→ What the exercise asks:
When you find the line with "fn from_str(s: &str)" among the records below, reproduce it and each line after it exactly, ending with the line with "self.servants.get(&id).map(|s| s.value().clone())".

→ Listed entries:
=== Begin Enclosure ===

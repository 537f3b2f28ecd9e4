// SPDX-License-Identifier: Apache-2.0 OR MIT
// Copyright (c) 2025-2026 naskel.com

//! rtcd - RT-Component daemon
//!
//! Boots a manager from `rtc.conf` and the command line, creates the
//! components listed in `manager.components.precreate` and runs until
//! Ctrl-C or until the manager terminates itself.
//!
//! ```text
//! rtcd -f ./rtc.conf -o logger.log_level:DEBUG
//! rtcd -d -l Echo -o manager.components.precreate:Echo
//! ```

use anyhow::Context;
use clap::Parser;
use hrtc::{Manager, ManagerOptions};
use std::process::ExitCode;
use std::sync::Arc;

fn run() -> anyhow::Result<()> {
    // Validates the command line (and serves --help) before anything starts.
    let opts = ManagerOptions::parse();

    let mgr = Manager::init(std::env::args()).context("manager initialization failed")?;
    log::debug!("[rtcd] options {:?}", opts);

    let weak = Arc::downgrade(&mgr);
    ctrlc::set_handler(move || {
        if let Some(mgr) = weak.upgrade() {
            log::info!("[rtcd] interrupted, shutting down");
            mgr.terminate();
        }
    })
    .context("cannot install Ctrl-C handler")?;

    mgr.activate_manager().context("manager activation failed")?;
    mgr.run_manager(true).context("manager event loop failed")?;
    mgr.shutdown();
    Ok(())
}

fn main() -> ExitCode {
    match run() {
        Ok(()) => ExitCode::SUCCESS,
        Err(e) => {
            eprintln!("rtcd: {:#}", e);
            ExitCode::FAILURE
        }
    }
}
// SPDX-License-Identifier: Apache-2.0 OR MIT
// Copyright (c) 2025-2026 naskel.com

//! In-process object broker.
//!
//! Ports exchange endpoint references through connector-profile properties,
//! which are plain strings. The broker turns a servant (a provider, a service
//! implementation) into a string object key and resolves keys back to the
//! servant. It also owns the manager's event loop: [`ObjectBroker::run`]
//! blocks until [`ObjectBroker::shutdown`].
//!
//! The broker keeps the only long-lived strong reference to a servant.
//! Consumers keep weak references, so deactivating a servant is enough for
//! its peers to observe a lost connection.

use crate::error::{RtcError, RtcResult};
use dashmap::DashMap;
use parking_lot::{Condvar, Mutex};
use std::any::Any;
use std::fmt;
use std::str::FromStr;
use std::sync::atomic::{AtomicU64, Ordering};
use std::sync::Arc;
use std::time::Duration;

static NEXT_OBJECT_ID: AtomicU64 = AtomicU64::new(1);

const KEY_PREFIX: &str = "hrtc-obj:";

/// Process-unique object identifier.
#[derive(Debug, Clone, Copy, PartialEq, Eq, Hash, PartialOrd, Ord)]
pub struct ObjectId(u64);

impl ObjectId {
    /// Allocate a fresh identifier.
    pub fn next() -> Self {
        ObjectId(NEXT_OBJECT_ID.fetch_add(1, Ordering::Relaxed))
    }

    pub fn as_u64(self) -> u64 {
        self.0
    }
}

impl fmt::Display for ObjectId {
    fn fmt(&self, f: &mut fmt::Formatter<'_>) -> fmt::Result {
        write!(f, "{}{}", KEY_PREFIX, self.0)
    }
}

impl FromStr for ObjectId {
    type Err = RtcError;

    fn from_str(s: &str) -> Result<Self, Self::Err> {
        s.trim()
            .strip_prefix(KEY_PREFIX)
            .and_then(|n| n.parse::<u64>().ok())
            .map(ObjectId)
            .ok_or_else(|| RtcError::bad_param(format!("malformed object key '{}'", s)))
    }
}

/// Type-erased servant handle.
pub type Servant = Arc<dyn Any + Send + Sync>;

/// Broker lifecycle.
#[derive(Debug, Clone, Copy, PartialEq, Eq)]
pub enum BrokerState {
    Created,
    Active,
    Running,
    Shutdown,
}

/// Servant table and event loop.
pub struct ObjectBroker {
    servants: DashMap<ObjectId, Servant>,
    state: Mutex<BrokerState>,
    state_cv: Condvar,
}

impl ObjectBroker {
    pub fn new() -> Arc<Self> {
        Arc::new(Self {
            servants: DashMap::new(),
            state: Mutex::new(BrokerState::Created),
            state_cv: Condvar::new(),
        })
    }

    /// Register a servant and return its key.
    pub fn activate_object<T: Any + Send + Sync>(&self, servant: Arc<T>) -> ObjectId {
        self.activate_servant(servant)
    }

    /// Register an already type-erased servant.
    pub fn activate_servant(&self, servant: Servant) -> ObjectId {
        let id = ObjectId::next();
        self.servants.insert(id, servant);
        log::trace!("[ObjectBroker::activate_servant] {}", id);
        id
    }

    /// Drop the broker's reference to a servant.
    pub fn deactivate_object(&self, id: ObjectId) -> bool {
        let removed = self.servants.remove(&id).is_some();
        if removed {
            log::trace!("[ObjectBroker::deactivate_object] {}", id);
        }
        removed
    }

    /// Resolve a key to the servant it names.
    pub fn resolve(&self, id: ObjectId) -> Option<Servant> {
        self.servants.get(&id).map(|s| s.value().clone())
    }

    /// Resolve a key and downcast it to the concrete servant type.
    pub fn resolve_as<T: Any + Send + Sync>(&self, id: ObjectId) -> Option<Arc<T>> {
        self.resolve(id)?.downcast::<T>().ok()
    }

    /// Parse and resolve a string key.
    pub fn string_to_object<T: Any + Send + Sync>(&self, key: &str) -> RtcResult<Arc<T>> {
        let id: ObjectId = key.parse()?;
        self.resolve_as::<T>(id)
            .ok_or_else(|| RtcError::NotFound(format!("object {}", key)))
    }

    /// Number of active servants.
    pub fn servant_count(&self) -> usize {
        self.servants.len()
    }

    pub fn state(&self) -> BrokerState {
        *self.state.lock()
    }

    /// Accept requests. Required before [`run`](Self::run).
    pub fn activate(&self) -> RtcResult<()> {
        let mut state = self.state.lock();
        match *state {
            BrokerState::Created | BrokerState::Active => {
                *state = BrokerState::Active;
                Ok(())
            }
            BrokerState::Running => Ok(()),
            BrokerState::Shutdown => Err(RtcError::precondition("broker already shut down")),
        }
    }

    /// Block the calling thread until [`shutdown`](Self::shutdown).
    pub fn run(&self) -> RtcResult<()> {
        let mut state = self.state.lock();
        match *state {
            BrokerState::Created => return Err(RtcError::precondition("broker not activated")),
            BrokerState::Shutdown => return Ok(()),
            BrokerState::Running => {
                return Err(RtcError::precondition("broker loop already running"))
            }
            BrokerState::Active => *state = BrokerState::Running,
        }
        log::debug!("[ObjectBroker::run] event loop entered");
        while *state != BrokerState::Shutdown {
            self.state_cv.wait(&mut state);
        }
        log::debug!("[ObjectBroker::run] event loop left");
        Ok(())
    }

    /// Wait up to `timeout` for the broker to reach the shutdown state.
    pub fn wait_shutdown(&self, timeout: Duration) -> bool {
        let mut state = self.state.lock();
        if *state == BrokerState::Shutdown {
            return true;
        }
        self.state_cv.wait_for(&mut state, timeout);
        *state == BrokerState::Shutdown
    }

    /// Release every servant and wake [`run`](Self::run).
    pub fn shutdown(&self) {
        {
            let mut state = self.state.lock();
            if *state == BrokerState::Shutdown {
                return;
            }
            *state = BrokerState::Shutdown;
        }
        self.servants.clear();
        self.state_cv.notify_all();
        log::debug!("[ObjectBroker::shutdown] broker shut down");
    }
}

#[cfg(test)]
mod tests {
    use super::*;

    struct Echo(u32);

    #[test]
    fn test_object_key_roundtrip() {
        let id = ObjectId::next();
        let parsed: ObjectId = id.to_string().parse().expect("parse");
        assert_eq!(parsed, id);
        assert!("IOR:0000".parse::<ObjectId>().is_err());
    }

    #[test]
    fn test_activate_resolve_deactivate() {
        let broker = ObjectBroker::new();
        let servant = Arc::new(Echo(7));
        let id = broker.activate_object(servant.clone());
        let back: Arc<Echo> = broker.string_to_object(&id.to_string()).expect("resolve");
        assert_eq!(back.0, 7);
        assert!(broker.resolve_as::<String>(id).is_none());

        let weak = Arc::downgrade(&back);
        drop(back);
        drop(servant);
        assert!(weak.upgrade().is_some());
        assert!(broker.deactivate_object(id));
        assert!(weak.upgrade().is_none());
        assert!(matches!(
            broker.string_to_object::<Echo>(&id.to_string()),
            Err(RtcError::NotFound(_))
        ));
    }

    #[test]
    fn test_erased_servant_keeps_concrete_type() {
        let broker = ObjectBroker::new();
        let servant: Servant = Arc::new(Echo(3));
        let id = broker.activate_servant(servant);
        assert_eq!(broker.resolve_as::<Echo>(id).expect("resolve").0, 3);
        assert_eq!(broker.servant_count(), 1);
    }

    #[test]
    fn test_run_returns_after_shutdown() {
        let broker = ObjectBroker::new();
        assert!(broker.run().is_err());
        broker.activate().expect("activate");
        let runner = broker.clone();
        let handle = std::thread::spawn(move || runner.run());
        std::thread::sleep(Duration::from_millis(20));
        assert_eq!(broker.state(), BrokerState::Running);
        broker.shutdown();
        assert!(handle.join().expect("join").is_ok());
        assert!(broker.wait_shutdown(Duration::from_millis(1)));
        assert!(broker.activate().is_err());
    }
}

=== End Enclosure ===
=== Begin Enclosure ===

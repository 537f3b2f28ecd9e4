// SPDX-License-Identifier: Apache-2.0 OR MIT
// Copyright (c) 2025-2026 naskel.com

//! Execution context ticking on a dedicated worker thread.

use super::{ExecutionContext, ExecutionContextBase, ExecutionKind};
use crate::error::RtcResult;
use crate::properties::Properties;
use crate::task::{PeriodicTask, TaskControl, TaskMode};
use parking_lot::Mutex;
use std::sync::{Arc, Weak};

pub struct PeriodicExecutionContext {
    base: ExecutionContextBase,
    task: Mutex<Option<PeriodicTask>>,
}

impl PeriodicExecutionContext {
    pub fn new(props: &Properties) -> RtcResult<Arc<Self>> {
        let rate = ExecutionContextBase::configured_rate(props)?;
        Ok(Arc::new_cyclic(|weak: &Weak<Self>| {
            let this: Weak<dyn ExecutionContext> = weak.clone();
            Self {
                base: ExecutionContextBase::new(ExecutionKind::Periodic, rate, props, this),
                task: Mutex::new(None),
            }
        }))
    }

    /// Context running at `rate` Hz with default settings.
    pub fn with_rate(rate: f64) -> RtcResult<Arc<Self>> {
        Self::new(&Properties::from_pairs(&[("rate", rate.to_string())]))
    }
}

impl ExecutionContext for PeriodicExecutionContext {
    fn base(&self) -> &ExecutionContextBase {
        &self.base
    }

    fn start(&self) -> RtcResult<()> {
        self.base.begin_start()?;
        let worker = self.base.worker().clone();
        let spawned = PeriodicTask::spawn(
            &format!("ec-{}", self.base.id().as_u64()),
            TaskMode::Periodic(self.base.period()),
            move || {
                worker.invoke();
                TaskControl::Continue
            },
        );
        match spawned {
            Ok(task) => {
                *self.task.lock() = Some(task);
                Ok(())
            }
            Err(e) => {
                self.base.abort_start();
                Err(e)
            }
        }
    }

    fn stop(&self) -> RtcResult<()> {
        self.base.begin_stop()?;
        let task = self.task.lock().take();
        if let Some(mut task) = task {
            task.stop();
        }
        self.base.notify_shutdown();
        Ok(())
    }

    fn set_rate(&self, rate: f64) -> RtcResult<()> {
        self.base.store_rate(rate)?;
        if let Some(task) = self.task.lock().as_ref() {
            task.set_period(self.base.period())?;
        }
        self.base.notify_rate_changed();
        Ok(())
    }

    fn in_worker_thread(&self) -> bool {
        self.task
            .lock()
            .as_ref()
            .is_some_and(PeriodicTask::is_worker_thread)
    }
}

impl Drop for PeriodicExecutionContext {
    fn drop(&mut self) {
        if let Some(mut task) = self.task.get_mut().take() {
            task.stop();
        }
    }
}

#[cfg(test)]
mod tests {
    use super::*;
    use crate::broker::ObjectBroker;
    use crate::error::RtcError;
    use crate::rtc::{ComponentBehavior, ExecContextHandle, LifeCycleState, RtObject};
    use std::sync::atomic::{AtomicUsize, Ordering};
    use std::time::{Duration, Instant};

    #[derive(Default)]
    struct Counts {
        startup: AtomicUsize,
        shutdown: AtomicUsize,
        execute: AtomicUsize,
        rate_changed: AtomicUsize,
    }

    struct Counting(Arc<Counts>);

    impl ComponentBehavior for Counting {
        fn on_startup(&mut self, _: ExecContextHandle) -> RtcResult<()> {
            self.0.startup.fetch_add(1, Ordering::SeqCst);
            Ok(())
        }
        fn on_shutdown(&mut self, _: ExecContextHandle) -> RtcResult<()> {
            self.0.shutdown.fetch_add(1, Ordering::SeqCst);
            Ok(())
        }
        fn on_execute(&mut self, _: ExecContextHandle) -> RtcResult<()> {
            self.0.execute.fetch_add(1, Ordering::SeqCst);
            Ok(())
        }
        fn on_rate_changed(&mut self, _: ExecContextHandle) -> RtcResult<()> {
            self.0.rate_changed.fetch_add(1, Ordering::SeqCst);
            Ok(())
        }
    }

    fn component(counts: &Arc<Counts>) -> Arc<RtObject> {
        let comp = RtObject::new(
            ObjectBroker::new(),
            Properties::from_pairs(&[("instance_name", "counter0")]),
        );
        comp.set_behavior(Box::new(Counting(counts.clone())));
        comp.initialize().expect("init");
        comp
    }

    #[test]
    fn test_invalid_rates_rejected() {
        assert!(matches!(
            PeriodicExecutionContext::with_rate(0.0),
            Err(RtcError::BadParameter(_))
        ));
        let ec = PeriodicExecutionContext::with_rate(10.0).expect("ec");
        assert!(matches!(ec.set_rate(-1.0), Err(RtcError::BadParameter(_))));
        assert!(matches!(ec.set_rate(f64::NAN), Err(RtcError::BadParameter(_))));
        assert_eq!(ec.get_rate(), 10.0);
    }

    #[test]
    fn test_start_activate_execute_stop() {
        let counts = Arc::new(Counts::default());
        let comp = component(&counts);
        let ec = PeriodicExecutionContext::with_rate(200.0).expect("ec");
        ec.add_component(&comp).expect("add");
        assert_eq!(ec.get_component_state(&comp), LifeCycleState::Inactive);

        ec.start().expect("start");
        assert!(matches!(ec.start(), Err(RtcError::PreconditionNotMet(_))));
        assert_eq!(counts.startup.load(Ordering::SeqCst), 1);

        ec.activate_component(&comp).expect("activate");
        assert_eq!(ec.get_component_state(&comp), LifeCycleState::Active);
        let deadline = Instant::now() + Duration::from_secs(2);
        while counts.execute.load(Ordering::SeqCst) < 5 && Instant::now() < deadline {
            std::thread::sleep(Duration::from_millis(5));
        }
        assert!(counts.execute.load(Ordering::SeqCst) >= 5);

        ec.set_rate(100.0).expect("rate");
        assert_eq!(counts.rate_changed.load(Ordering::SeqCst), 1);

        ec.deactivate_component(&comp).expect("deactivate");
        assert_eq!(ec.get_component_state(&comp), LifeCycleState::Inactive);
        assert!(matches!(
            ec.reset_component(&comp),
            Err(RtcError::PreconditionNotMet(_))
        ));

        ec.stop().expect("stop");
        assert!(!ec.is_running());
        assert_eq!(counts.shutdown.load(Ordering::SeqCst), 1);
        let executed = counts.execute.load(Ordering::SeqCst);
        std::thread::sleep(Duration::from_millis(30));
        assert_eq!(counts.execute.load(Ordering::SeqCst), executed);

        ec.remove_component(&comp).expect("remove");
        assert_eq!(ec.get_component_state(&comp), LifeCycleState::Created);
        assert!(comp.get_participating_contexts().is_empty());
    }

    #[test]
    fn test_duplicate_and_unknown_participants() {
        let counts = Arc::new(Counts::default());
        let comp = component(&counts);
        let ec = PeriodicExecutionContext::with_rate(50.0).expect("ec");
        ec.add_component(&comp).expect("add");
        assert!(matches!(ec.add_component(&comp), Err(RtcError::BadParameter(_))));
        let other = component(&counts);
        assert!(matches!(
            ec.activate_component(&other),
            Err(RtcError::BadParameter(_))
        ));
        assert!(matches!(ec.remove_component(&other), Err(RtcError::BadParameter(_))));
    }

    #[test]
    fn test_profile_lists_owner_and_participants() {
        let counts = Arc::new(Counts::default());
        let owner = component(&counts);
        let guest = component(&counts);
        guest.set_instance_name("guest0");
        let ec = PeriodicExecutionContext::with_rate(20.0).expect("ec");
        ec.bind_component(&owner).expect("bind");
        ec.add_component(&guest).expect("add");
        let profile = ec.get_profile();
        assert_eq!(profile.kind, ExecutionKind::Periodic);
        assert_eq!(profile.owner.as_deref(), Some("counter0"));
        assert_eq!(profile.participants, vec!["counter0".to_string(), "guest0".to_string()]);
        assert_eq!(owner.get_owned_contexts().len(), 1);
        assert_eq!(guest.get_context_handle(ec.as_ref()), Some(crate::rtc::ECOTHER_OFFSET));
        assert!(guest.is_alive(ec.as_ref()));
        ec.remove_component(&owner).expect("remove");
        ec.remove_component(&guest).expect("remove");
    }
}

=== End Enclosure ===
=== Begin Enclosure ===

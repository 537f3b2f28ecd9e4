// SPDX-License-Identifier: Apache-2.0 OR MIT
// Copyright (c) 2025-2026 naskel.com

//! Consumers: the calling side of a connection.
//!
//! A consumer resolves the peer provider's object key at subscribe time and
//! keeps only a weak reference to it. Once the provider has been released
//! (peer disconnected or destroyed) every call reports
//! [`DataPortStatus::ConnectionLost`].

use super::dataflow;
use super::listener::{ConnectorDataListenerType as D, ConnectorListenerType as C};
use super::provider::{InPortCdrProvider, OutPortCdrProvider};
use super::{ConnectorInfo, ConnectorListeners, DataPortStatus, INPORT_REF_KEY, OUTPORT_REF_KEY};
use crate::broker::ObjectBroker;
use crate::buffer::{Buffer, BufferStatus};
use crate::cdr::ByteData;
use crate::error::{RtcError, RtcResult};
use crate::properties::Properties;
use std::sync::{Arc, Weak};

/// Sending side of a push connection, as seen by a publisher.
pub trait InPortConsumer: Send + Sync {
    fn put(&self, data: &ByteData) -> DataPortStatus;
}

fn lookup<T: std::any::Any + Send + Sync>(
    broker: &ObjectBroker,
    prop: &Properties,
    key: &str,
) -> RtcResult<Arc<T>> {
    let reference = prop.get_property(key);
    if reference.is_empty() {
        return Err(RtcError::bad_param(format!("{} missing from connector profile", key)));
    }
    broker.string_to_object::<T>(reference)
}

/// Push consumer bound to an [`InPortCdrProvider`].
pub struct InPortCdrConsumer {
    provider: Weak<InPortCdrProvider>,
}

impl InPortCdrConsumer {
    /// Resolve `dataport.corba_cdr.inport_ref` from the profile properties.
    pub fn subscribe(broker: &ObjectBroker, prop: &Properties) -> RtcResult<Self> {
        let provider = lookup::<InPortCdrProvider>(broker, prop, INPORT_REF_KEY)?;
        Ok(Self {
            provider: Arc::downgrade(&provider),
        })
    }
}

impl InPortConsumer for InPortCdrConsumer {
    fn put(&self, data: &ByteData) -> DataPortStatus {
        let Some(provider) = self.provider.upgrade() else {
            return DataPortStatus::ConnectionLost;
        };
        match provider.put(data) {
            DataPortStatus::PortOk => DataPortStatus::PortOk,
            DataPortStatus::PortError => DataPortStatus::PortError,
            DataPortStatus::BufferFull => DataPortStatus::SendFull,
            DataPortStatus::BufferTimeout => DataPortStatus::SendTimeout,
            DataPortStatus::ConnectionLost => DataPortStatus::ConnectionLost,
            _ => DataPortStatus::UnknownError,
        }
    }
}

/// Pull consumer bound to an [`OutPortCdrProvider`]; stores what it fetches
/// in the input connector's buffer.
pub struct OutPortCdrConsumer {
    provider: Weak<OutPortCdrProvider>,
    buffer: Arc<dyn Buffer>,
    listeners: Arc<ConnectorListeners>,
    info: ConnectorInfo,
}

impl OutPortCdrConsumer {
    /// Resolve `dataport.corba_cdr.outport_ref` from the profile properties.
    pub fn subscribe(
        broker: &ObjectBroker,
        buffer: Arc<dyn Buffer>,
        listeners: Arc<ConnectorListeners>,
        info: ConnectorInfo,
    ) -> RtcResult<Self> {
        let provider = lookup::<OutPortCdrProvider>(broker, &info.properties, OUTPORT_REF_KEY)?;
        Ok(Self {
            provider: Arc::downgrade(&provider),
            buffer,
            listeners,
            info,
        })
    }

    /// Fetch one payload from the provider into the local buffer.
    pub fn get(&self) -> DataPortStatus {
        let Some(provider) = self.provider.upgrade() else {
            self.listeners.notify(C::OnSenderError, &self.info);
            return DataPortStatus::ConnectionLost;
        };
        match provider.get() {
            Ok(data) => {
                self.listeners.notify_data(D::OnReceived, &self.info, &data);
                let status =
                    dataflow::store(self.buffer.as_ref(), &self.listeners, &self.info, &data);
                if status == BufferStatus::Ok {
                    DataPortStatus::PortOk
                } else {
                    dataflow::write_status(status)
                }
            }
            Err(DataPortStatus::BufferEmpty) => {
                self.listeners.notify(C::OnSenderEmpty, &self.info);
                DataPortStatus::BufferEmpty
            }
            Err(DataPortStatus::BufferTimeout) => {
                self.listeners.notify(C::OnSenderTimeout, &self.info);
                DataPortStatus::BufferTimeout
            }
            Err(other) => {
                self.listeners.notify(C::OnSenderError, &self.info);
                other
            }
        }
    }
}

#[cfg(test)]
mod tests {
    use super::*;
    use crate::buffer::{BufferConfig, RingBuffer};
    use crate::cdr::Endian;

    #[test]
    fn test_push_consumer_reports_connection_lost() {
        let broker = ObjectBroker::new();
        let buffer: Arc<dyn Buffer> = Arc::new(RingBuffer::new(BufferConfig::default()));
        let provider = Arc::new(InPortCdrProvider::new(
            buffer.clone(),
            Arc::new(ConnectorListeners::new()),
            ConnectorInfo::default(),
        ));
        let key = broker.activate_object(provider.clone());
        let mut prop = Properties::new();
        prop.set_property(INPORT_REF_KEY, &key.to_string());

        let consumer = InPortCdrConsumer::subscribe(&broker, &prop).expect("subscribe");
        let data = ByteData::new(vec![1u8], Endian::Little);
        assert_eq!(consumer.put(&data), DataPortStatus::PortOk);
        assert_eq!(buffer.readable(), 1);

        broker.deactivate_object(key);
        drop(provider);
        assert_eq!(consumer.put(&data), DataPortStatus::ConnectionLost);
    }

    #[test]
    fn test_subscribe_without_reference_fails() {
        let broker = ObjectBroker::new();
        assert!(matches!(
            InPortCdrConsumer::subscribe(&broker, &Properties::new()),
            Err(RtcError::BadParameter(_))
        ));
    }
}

=== End Enclosure ===

→ Result below:
    fn from_str(s: &str) -> Result<Self, Self::Err> {
        s.trim()
            .strip_prefix(KEY_PREFIX)
            .and_then(|n| n.parse::<u64>().ok())
            .map(ObjectId)
            .ok_or_else(|| RtcError::bad_param(format!("malformed object key '{}'", s)))
    }
}

/// Type-erased servant handle.
pub type Servant = Arc<dyn Any + Send + Sync>;

/// Broker lifecycle.
#[derive(Debug, Clone, Copy, PartialEq, Eq)]
pub enum BrokerState {
    Created,
    Active,
    Running,
    Shutdown,
}

/// Servant table and event loop.
pub struct ObjectBroker {
    servants: DashMap<ObjectId, Servant>,
    state: Mutex<BrokerState>,
    state_cv: Condvar,
}

impl ObjectBroker {
    pub fn new() -> Arc<Self> {
        Arc::new(Self {
            servants: DashMap::new(),
            state: Mutex::new(BrokerState::Created),
            state_cv: Condvar::new(),
        })
    }

    /// Register a servant and return its key.
    pub fn activate_object<T: Any + Send + Sync>(&self, servant: Arc<T>) -> ObjectId {
        self.activate_servant(servant)
    }

    /// Register an already type-erased servant.
    pub fn activate_servant(&self, servant: Servant) -> ObjectId {
        let id = ObjectId::next();
        self.servants.insert(id, servant);
        log::trace!("[ObjectBroker::activate_servant] {}", id);
        id
    }

    /// Drop the broker's reference to a servant.
    pub fn deactivate_object(&self, id: ObjectId) -> bool {
        let removed = self.servants.remove(&id).is_some();
        if removed {
            log::trace!("[ObjectBroker::deactivate_object] {}", id);
        }
        removed
    }

    /// Resolve a key to the servant it names.
    pub fn resolve(&self, id: ObjectId) -> Option<Servant> {
        self.servants.get(&id).map(|s| s.value().clone())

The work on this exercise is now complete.